══ Source information ══
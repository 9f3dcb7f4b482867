//! Contract between an effective configuration and a rule engine
//!
//! This crate does not evaluate commit messages. An external engine
//! implements [`RuleEngine`], walks [`EffectiveConfig::enforced`] and reports
//! one [`Finding`] per violated rule.

use crate::resolver::EffectiveConfig;
use crate::rule::RuleSeverity;
use serde::Serialize;

/// A raw commit message as handed over by a commit-msg hook or CLI
#[derive(Debug, Clone, PartialEq, Eq)]
pub struct CommitMessage(String);

impl CommitMessage {
    pub fn new(raw: impl Into<String>) -> Self {
        Self(raw.into())
    }

    pub fn as_str(&self) -> &str {
        &self.0
    }

    /// First line of the message
    pub fn header(&self) -> &str {
        self.0.lines().next().unwrap_or("")
    }
}

/// One violated rule
#[derive(Debug, Clone, PartialEq, Eq, Serialize)]
pub struct Finding {
    pub rule: String,
    pub severity: RuleSeverity,
    pub message: String,
}

/// All findings for one commit message, in engine order
#[derive(Debug, Clone, Default, PartialEq, Eq, Serialize)]
pub struct ValidationResult {
    pub findings: Vec<Finding>,
}

impl ValidationResult {
    pub fn new(findings: Vec<Finding>) -> Self {
        Self { findings }
    }

    pub fn errors(&self) -> impl Iterator<Item = &Finding> {
        self.findings
            .iter()
            .filter(|f| f.severity == RuleSeverity::Error)
    }

    pub fn warnings(&self) -> impl Iterator<Item = &Finding> {
        self.findings
            .iter()
            .filter(|f| f.severity == RuleSeverity::Warning)
    }

    /// A message is valid when no finding has error severity
    pub fn is_valid(&self) -> bool {
        self.errors().next().is_none()
    }
}

/// Evaluates commit messages against an effective configuration.
///
/// Implementations must skip rules whose severity is `Off` and report
/// findings with the severity taken from the configuration.
pub trait RuleEngine {
    fn validate_commit(&self, message: &CommitMessage, config: &EffectiveConfig) -> ValidationResult;
}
═══
### Task prompt
Every line that includes "Clone" must be copied from the material above.

### Answer to the problem
#[derive(Debug, Clone, PartialEq, Eq)]
#[derive(Debug, Clone, PartialEq, Eq, Serialize)]
#[derive(Debug, Clone, Default, PartialEq, Eq, Serialize)]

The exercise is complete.